Regular Expressions (RegExp)
When working with strings in VBA, you may encounter complex pattern matching requirements that simple search and replace functions can’t handle. That’s where Regular Expressions (RegExp) become invaluable.
With regular expressions, you can efficiently perform advanced string operations like email format validation, phone number extraction, and pattern-based text replacement.
This article covers everything you need to know about using the RegExp object in VBA, from basics to practical applications.

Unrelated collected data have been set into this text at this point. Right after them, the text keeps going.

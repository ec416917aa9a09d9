//! Error types for the search sync repository.
//!
//! `SearchIndexError` covers the search engine, `StoreError` the durable
//! stores backing queues and reindexing state.

mod search_index_error;
mod store_error;

pub use search_index_error::SearchIndexError;
pub use store_error::StoreError;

When You Need Regular Expressions
Regular expressions are powerful in these real-world scenarios:
- Input validation: Check formats for email addresses, phone numbers, postal codes
- Data extraction: Extract specific patterns from HTML or text
- Complex replacement: Transform only parts matching certain patterns
- Log file analysis: Extract dates, IP addresses, or other formatted data
- Data cleansing: Remove unwanted characters or whitespace in bulk
Regular expressions enable “pattern-based matching” that’s difficult to achieve with functions like InStr or Replace.
RegExp Object Basics
Creating a RegExp Object
To use regular expressions in VBA, create a VBScript.RegExp object. There are two methods:
Method 1: Using Reference Setting (Early Binding)
In the VBA Editor, go to “Tools” → “References” and check Microsoft VBScript Regular Expressions 5.5.
Sub RegExpEarlyBinding()
' Requires reference setting
Dim re As RegExp
Set re = New RegExp
re.Pattern = "\d+"
Debug.Print re.Test("abc123") ' True
End Sub
Method 2: Using CreateObject (Late Binding)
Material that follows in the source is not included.